Control of T lymphocyte activation and IL-2 receptor expression by endogenously secreted lymphokines.

The relative contribution of endogenously secreted lymphokines, TNF-alpha and IL-2, to T cell activation has been studied. Interestingly, a neutralizing anti-TNF-alpha mAb strongly inhibited the proliferation, IL-2R alpha expression, and activation of the nuclear factor (NF)-kappa B induced on human purified T lymphocytes by an immobilized anti-CD3 mAb (imm.anti-CD3). Furthermore, the addition of exogenous TNF-alpha to T cells activated by imm.anti-CD3 or phorbol esters strongly stimulated all those activities. Similarly, neutralizing anti-IL-2R alpha Abs inhibited the cell proliferation and the IL-2R alpha expression induced by imm.anti-CD3, whereas exogenous addition of IL-2 enhanced both activities. However, exogenous addition of IL-2 did not affect NF-kappa B activation. Cyclosporin A, which prevented lymphokine mRNA transcription, inhibited more than 90% of the IL-2R alpha and NF-kappa B levels induced by TCR/CD3-mediated activation. Exogenous TNF-alpha and IL-2 were equally important to the partial recovery of this IL-2R alpha inhibition, and high doses of both lymphokines together completely abolished the inhibitory effect of cyclosporin A. However, only TNF-alpha (but not IL-2) efficiently recovered the nuclear NF-kappa B levels.
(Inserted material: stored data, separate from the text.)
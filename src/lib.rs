pub mod api;
pub mod core;
pub mod scanner;

use std::sync::Once;

static LOGGER: Once = Once::new();

pub fn init_logging() {
    LOGGER.call_once(|| {
        let env = env_logger::Env::default().default_filter_or("info");
        // a host may already have installed its own logger
        let _ = env_logger::Builder::from_env(env)
            .format_timestamp_millis()
            .try_init();
    });
}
Those results indicate that the autocrine secretion of TNF-alpha and IL-2, and not the primary stimulus itself, contribute mostly to the regulation of IL-2R; thereby playing a very important role in quantitative control of T cell proliferation and leaving to the specifically TCR/CD3-derived signals the triggering role in T cell activation.